▶ [WHAT NEEDS TO BE DONE] Retype, word for word, every line from the one holding "the original offset" through the one holding "pub fn new(commit: CommitRecord, stats: Vec<FileStat>)" in the entries below, both included, and only those lines.

---- PROVIDED DATA

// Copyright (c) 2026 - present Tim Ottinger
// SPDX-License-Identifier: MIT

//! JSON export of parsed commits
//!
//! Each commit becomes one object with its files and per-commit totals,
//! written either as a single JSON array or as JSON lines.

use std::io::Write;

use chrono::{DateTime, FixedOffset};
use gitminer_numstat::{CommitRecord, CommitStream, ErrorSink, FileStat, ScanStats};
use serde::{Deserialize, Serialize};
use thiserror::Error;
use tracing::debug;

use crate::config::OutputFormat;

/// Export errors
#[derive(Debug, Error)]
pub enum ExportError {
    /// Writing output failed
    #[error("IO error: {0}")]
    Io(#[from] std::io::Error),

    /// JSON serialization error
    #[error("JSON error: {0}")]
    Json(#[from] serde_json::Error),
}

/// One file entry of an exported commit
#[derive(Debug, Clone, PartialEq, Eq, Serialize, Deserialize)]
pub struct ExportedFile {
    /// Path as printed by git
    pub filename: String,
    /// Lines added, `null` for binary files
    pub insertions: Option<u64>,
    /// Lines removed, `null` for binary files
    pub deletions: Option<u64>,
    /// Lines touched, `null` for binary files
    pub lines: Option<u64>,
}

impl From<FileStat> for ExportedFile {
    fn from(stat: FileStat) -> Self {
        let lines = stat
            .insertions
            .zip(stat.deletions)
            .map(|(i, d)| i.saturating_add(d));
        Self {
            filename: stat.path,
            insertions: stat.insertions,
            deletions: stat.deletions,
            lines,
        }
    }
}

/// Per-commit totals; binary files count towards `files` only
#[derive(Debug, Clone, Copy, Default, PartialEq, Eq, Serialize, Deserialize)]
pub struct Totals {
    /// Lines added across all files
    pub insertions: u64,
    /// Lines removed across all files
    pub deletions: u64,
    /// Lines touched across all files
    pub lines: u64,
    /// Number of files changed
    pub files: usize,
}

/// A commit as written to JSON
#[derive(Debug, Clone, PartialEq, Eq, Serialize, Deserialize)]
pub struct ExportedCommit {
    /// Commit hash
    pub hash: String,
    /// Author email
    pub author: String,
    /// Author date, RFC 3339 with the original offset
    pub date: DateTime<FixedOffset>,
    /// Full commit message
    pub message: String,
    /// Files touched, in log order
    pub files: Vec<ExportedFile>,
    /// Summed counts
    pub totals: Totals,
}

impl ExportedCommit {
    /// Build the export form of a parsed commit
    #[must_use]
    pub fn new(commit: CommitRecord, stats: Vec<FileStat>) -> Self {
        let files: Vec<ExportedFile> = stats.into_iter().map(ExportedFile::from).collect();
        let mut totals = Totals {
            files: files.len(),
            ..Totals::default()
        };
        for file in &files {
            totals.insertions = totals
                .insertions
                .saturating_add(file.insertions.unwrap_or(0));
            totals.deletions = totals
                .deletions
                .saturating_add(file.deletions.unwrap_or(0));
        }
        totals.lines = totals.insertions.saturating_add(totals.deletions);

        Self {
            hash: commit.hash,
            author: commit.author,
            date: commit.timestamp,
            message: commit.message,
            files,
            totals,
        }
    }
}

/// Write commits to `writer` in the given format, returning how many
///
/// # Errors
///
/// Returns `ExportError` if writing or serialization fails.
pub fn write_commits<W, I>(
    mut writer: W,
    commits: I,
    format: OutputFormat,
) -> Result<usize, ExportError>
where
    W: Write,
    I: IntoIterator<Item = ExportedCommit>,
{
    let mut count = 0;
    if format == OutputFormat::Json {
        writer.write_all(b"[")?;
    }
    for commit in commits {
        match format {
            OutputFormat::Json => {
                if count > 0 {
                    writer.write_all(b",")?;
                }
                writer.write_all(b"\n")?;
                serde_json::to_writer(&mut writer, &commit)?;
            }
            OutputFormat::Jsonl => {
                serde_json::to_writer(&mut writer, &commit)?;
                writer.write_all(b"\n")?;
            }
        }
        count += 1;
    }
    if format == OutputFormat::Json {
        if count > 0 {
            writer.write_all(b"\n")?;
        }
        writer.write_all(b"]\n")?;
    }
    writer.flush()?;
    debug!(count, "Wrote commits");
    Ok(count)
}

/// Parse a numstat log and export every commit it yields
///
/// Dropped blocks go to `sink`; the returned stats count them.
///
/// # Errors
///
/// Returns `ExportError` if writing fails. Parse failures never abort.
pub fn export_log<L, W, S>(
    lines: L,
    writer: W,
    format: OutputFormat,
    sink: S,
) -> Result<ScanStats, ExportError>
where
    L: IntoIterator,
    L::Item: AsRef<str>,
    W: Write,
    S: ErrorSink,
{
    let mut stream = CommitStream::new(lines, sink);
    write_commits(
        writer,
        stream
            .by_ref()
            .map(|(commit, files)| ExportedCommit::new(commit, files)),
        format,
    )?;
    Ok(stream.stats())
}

--------
---- PROVIDED DATA

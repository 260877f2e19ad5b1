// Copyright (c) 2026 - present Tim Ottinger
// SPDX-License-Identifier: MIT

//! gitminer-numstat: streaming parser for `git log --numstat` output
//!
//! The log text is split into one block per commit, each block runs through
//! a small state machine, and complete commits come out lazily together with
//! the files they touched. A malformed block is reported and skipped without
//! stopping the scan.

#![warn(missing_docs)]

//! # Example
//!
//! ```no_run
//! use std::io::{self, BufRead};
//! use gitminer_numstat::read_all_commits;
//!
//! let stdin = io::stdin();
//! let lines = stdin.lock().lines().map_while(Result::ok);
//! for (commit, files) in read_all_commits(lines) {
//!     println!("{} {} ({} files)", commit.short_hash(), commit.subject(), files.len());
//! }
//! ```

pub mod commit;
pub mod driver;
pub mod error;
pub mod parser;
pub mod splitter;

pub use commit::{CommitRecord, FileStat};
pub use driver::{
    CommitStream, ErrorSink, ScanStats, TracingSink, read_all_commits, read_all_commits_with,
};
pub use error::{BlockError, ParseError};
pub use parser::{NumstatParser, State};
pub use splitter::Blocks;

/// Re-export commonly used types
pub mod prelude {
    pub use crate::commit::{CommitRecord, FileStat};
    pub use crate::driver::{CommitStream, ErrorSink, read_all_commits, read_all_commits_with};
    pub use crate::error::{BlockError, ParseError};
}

--------

▶ [YOUR RESPONSE]
    /// Author date, RFC 3339 with the original offset
    pub date: DateTime<FixedOffset>,
    /// Full commit message
    pub message: String,
    /// Files touched, in log order
    pub files: Vec<ExportedFile>,
    /// Summed counts
    pub totals: Totals,
}

impl ExportedCommit {
    /// Build the export form of a parsed commit
    #[must_use]
    pub fn new(commit: CommitRecord, stats: Vec<FileStat>) -> Self {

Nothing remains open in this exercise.